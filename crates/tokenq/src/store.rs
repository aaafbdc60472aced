//! SQLite-backed token sequencer and record store.
//!
//! Token numbers come from a single-row `token_sequence` table. A submission
//! increments that row and inserts its record inside one write transaction,
//! so:
//!
//! - the write lock is held from the moment the counter is read until the
//!   record is committed, and two submitters can never observe the same value;
//! - a failed insert rolls the increment back and no token is consumed;
//! - the counter survives restarts and is shared by every process opening the
//!   same database file.
//!
//! Within one process submissions are additionally funnelled through an async
//! mutex so that concurrent callers queue on the runtime instead of spinning
//! in SQLite's busy handler. Reads (`peek_next_token`, `list`, `stats`) never
//! take that mutex.

use crate::{Error, NewServiceRequest, RequestFilter, Result, ServiceRequest, Stats, Status};
use chrono::{DateTime, Utc};
use core::{str::FromStr, time::Duration};
use sqlx::{
    FromRow, SqliteConnection,
    sqlite::{
        SqliteConnectOptions, SqliteJournalMode, SqlitePool, SqlitePoolOptions, SqliteSynchronous,
    },
};
use std::{path::Path, sync::Arc};
use tokio::sync::Mutex;
#[cfg(feature = "tracing")]
use tracing::instrument;
use uuid::Uuid;

/// Connection settings for [`SqliteStore`].
#[derive(Debug, Clone, Copy, PartialEq, Eq)]
pub struct StoreOptions {
    /// Upper bound on pooled connections.
    pub max_connections: u32,
    /// How long a writer waits on another process holding the database lock
    /// before failing with [`Error::StoreUnavailable`].
    pub busy_timeout: Duration,
}

impl Default for StoreOptions {
    fn default() -> Self {
        Self {
            max_connections: 8,
            busy_timeout: Duration::from_secs(5),
        }
    }
}

/// Durable record store that owns the token sequence.
///
/// Cheap to clone; clones share the connection pool and the writer lock.
#[derive(Clone, Debug)]
pub struct SqliteStore {
    pool: SqlitePool,
    writer: Arc<Mutex<()>>,
}

impl SqliteStore {
    /// Connects to a database URL such as `sqlite://service_tokens.db`,
    /// creating the file if needed, and applies pending migrations.
    ///
    /// # Errors
    ///
    /// Returns [`Error::StoreUnavailable`] if the URL is invalid, the database
    /// cannot be opened or migrations fail.
    pub async fn connect(url: &str, options: StoreOptions) -> Result<Self> {
        let connect = SqliteConnectOptions::from_str(url)?;
        Self::with_connect_options(connect, options).await
    }

    /// Opens (or creates) the database file at `path`.
    ///
    /// # Errors
    ///
    /// See [`SqliteStore::connect`].
    pub async fn open(path: impl AsRef<Path>, options: StoreOptions) -> Result<Self> {
        let connect = SqliteConnectOptions::new().filename(path);
        Self::with_connect_options(connect, options).await
    }

    async fn with_connect_options(
        connect: SqliteConnectOptions,
        options: StoreOptions,
    ) -> Result<Self> {
        let connect = connect
            .create_if_missing(true)
            .journal_mode(SqliteJournalMode::Wal)
            .synchronous(SqliteSynchronous::Normal)
            .busy_timeout(options.busy_timeout);

        let pool = SqlitePoolOptions::new()
            .max_connections(options.max_connections)
            .connect_with(connect)
            .await?;

        sqlx::migrate!("./migrations")
            .run(&pool)
            .await
            .map_err(sqlx::Error::from)?;

        Ok(Self {
            pool,
            writer: Arc::new(Mutex::new(())),
        })
    }

    /// Returns the token a submission committed right now would receive.
    ///
    /// Advisory only: another submission may commit first.
    ///
    /// # Errors
    ///
    /// Returns [`Error::StoreUnavailable`] if the store cannot be reached.
    #[cfg_attr(feature = "tracing", instrument(level = "debug", skip_all))]
    pub async fn peek_next_token(&self) -> Result<u64> {
        let next: i64 =
            sqlx::query_scalar("SELECT last_value + 1 FROM token_sequence WHERE id = 1")
                .fetch_one(&self.pool)
                .await?;
        to_u64(next, "token_sequence.last_value")
    }

    /// Validates `request`, assigns the next token and persists the record.
    ///
    /// # Errors
    ///
    /// - [`Error::Validation`] if any field is missing or malformed. No token
    ///   is consumed.
    /// - [`Error::StoreUnavailable`] if the write fails. The transaction is
    ///   rolled back and no token is consumed.
    #[cfg_attr(feature = "tracing", instrument(level = "debug", skip_all))]
    pub async fn submit(&self, request: NewServiceRequest) -> Result<ServiceRequest> {
        let request = request.validate()?;

        let _writer = self.writer.lock().await;
        let mut tx = self.pool.begin().await?;

        // The increment is the first statement so the write lock is taken
        // before the counter value is read.
        let token: i64 = sqlx::query_scalar(
            "UPDATE token_sequence SET last_value = last_value + 1 WHERE id = 1 \
             RETURNING last_value",
        )
        .fetch_one(&mut *tx)
        .await?;

        let now = Utc::now();
        let row: RequestRow = sqlx::query_as(
            "INSERT INTO service_requests \
             (id, token_number, name, email, address, contact_number, work_description, \
              status, reminder_sent, created_at, updated_at) \
             VALUES (?, ?, ?, ?, ?, ?, ?, ?, 0, ?, ?) \
             RETURNING *",
        )
        .bind(Uuid::new_v4().to_string())
        .bind(token)
        .bind(&request.name)
        .bind(&request.email)
        .bind(&request.address)
        .bind(&request.contact_number)
        .bind(&request.work_description)
        .bind(Status::Pending.as_str())
        .bind(now)
        .bind(now)
        .fetch_one(&mut *tx)
        .await?;

        tx.commit().await?;

        #[cfg(feature = "tracing")]
        tracing::debug!(token, "assigned token");

        row.try_into()
    }

    /// Returns every record matching `filter`, in ascending token order.
    ///
    /// # Errors
    ///
    /// Returns [`Error::StoreUnavailable`] if the store cannot be reached.
    #[cfg_attr(feature = "tracing", instrument(level = "debug", skip(self)))]
    pub async fn list(&self, filter: &RequestFilter) -> Result<Vec<ServiceRequest>> {
        let rows: Vec<RequestRow> =
            sqlx::query_as("SELECT * FROM service_requests ORDER BY token_number")
                .fetch_all(&self.pool)
                .await?;
        let requests = rows
            .into_iter()
            .map(ServiceRequest::try_from)
            .collect::<Result<Vec<_>>>()?;
        Ok(filter.apply(requests))
    }

    /// Looks up a record by id.
    ///
    /// # Errors
    ///
    /// Returns [`Error::StoreUnavailable`] if the store cannot be reached.
    pub async fn get(&self, id: Uuid) -> Result<Option<ServiceRequest>> {
        sqlx::query_as::<_, RequestRow>("SELECT * FROM service_requests WHERE id = ?")
            .bind(id.to_string())
            .fetch_optional(&self.pool)
            .await?
            .map(ServiceRequest::try_from)
            .transpose()
    }

    /// Looks up a record by its token number.
    ///
    /// # Errors
    ///
    /// Returns [`Error::StoreUnavailable`] if the store cannot be reached.
    pub async fn find_by_token(&self, token_number: u64) -> Result<Option<ServiceRequest>> {
        let Ok(token_number) = i64::try_from(token_number) else {
            return Ok(None);
        };
        sqlx::query_as::<_, RequestRow>("SELECT * FROM service_requests WHERE token_number = ?")
            .bind(token_number)
            .fetch_optional(&self.pool)
            .await?
            .map(ServiceRequest::try_from)
            .transpose()
    }

    /// Sets the status of record `id` and returns the updated record.
    ///
    /// Setting the current status is a no-op that leaves `updated_at`
    /// untouched.
    ///
    /// # Errors
    ///
    /// - [`Error::NotFound`] if no record has this id.
    /// - [`Error::StoreUnavailable`] if the write fails.
    #[cfg_attr(feature = "tracing", instrument(level = "debug", skip(self)))]
    pub async fn update_status(&self, id: Uuid, status: Status) -> Result<ServiceRequest> {
        let row: Option<RequestRow> = sqlx::query_as(
            "UPDATE service_requests \
             SET updated_at = CASE WHEN status = ? THEN updated_at ELSE ? END, status = ? \
             WHERE id = ? \
             RETURNING *",
        )
        .bind(status.as_str())
        .bind(Utc::now())
        .bind(status.as_str())
        .bind(id.to_string())
        .fetch_optional(&self.pool)
        .await?;

        row.ok_or_else(|| Error::NotFound { id: id.to_string() })?
            .try_into()
    }

    /// Flags the reminder for record `id` as delivered.
    ///
    /// Returns `false` if the flag was already set (or the record does not
    /// exist), so concurrent schedulers never both claim the same reminder.
    ///
    /// # Errors
    ///
    /// Returns [`Error::StoreUnavailable`] if the write fails.
    pub async fn mark_reminder_sent(&self, id: Uuid) -> Result<bool> {
        let result = sqlx::query(
            "UPDATE service_requests SET reminder_sent = 1 WHERE id = ? AND reminder_sent = 0",
        )
        .bind(id.to_string())
        .execute(&self.pool)
        .await?;
        Ok(result.rows_affected() == 1)
    }

    /// Aggregate counts, read from a single snapshot.
    ///
    /// # Errors
    ///
    /// Returns [`Error::StoreUnavailable`] if the store cannot be reached.
    #[cfg_attr(feature = "tracing", instrument(level = "debug", skip_all))]
    pub async fn stats(&self) -> Result<Stats> {
        let mut tx = self.pool.begin().await?;
        let (total, pending, completed): (i64, i64, i64) = sqlx::query_as(
            "SELECT COUNT(*), \
                    COALESCE(SUM(status = 'Pending'), 0), \
                    COALESCE(SUM(status = 'Completed'), 0) \
             FROM service_requests",
        )
        .fetch_one(&mut *tx)
        .await?;
        let completed_works = count_completed_works(&mut tx).await?;
        tx.commit().await?;

        Ok(Stats {
            total: to_u64(total, "total")?,
            pending: to_u64(pending, "pending")?,
            completed: to_u64(completed, "completed")?,
            completed_works,
        })
    }

    /// Number of completed works.
    ///
    /// Today this is the number of records in [`Status::Completed`]. It is
    /// kept separate from [`Stats::completed`] so that it can track a
    /// different notion later without changing callers.
    ///
    /// # Errors
    ///
    /// Returns [`Error::StoreUnavailable`] if the store cannot be reached.
    pub async fn completed_works(&self) -> Result<u64> {
        let mut conn = self.pool.acquire().await?;
        count_completed_works(&mut conn).await
    }

    /// Closes every pooled connection. Subsequent calls fail with
    /// [`Error::StoreUnavailable`].
    pub async fn close(&self) {
        self.pool.close().await;
    }
}

async fn count_completed_works(conn: &mut SqliteConnection) -> Result<u64> {
    let count: i64 =
        sqlx::query_scalar("SELECT COUNT(*) FROM service_requests WHERE status = 'Completed'")
            .fetch_one(conn)
            .await?;
    to_u64(count, "completed_works")
}

fn to_u64(value: i64, column: &str) -> Result<u64> {
    u64::try_from(value).map_err(|_| Error::CorruptRecord {
        reason: format!("negative {column}: {value}"),
    })
}

#[derive(FromRow)]
struct RequestRow {
    id: String,
    token_number: i64,
    name: String,
    email: String,
    address: String,
    contact_number: String,
    work_description: String,
    status: String,
    reminder_sent: bool,
    created_at: DateTime<Utc>,
    updated_at: DateTime<Utc>,
}

impl TryFrom<RequestRow> for ServiceRequest {
    type Error = Error;

    fn try_from(row: RequestRow) -> Result<Self> {
        let id = Uuid::parse_str(&row.id).map_err(|e| Error::CorruptRecord {
            reason: format!("bad id {:?}: {e}", row.id),
        })?;
        let status = row.status.parse().map_err(|_| Error::CorruptRecord {
            reason: format!("bad status {:?} on {id}", row.status),
        })?;
        Ok(Self {
            id,
            token_number: to_u64(row.token_number, "token_number")?,
            name: row.name,
            email: row.email,
            address: row.address,
            contact_number: row.contact_number,
            work_description: row.work_description,
            status,
            created_at: row.created_at,
            updated_at: row.updated_at,
            reminder_sent: row.reminder_sent,
        })
    }
}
• • •
- [TASK INSTRUCTIONS] In the records, find every line that has the string "Looks" and copy it.

- [RESPONSE]
    /// Looks up a record by id.
    /// Looks up a record by its token number.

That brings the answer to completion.